- _Your objective_: Return the entries exactly as they appear.
[Exercise data]
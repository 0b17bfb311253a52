//! # Vela Cloud API
//!
//! The server of record for Vela POS: ingests client-originated sale batches
//! exactly once and settles each sale atomically.
//!
//! ## Architecture
//! ```text
//! ┌─────────────────────────────────────────────────────────────────────────┐
//! │                        Cloud API Server                                 │
//! │                                                                         │
//! │  Register ───► HTTP (axum) ───► ingest (dedupe by localId)             │
//! │                                     │                                   │
//! │                                     ▼                                   │
//! │                              SettlementEngine ───► SQLite (WAL)        │
//! │                                     │              sales, products,    │
//! │                                     │              customers, debts    │
//! │                                     ▼                                   │
//! │                              ReceiptNotifier (fire-and-forget)         │
//! └─────────────────────────────────────────────────────────────────────────┘
//! ```

pub mod api;
pub mod config;
pub mod db;
pub mod error;
pub mod ingest;
pub mod notify;
pub mod settlement;

use std::sync::Arc;

use crate::db::Database;
use crate::notify::ReceiptNotifier;
use crate::settlement::SettlementEngine;

/// Shared application state.
#[derive(Clone)]
pub struct AppState {
    pub db: Database,
    pub engine: Arc<SettlementEngine>,
}

impl AppState {
    /// Wires the state over a connected database.
    pub fn new(db: Database, notifier: Arc<dyn ReceiptNotifier>) -> Self {
        let engine = Arc::new(SettlementEngine::new(db.clone(), notifier));
        AppState { db, engine }
    }
}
[/Exercise data]
- _Completed task_:
repository 0b17bfb311253a52
//! # Vela Cloud API
//!
//! The server of record for Vela POS: ingests client-originated sale batches
//! exactly once and settles each sale atomically.
//!
//! ## Architecture
//! ```text
//! ┌─────────────────────────────────────────────────────────────────────────┐
//! │                        Cloud API Server                                 │
//! │                                                                         │
//! │  Register ───► HTTP (axum) ───► ingest (dedupe by localId)             │
//! │                                     │                                   │
//! │                                     ▼                                   │
//! │                              SettlementEngine ───► SQLite (WAL)        │
//! │                                     │              sales, products,    │
//! │                                     │              customers, debts    │
//! │                                     ▼                                   │
//! │                              ReceiptNotifier (fire-and-forget)         │
//! └─────────────────────────────────────────────────────────────────────────┘
//! ```

pub mod api;
pub mod config;
pub mod db;
pub mod error;
pub mod ingest;
pub mod notify;
pub mod settlement;

use std::sync::Arc;

use crate::db::Database;
use crate::notify::ReceiptNotifier;
use crate::settlement::SettlementEngine;

/// Shared application state.
#[derive(Clone)]
pub struct AppState {
    pub db: Database,
    pub engine: Arc<SettlementEngine>,
}

impl AppState {
    /// Wires the state over a connected database.
    pub fn new(db: Database, notifier: Arc<dyn ReceiptNotifier>) -> Self {
        let engine = Arc::new(SettlementEngine::new(db.clone(), notifier));
        AppState { db, engine }
    }
}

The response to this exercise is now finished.